The Vietnam War ended on April 30, 1975, with the fall of Saigon. On the evening of May 25, 1981, my parents boarded a 23-foot vessel along with many other passengers. This wasn’t any excursion you would imagine one wants to take, nor a dream vacation. The Port of Call was unknown. They hoped the destination was the Land of Freedom. My parents were one of hundreds of thousands of Vietnamese Boat People, as they would become known as, who left their home country in search of a better future.
The small fishing boats that carried so many Vietnamese people in hopes of a better life far away from a brutally oppressive regime were not intended for navigating the open seas. The Boat People had to face storms, diseases, starvation, and pirates. Many did not survive the trip, but the lucky ones would succeed in being rescued by cargo ships or reach shore 1–2 weeks after departure. The unlucky ones continued their perilous journey at sea, sometimes lasting a few months long, suffering from hunger, thirst, dehydration, and piracy before finding safety or never making landfall.
As you would imagine, my parents were among the lucky ones. After a two-week journey, their vessel encountered a cargo ship that helped lead them to the island of Bidong, Malaysia. They were refugees in Malaysia for six months, when I was born, and then we traveled to the Philippines and stayed another six months before we were successfully sponsored to come to the United States. Almost one year from the beginning of their journey, on May 20, 1982, we made it to our final destination, the Land of Freedom and Opportunity.
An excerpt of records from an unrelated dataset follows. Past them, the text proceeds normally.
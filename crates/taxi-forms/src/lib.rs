//! # taxi-forms
//!
//! Form handling for taxi-rs: field definitions with type coercion,
//! widgets that know how to read submitted data, the async [`Form`]
//! trait, and forms generated from model metadata.

pub mod fields;
pub mod form;
pub mod model_form;
pub mod validation;
pub mod widgets;

pub use fields::{FormFieldDef, FormFieldType};
pub use form::{BaseForm, Form, FormErrors};
pub use model_form::{generate_form_fields, ModelFormConfig, ModelFormFields};
pub use widgets::WidgetType;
My parents wanted what was best for our family. They wanted to be able to make their own choices, they wanted freedom of speech and religion, and the pursuit of happiness just like any American. My parents, who risked their lives, were honored to take the steps and do what they needed to become American citizens. On September 6, 1991, I swore my Oath of Allegiance and became an American citizen as well.
Although my parents are no longer in their native country, we still celebrate our Vietnamese culture. During their journey to freedom, my mother kept a journal and wrote about her experiences traveling in a small boat, pregnant, and dreaming of a better future. Over the years, she read her stories to me and my siblings and each story would bring back many emotional memories for her. It was a very difficult time for many people, but their courage and perseverance brought our family many opportunities.
My parents instilled in me the importance of family and our culture, which we celebrate. One of my favorite holidays we celebrate is Lunar New Year or ‘Tet.’ In Vietnam, it is the most important holiday and lasts for three days. The celebration includes the dragon dance, fireworks, visiting families, receiving lucky red envelopes, and wishing each other great health, prosperity, and good fortune.
I cannot imagine the significant sacrifice my parents made at 27 years old, and I am grateful for all they’ve done for us. This motivates my family to work hard, be patient, and reach our goals. My three siblings and I all graduated college and are successful in our professional careers. Through our hard work and commitment, we were able to achieve what our parents wanted so badly for us—what they couldn’t have. Today, I can celebrate my freedom as an Asian in America.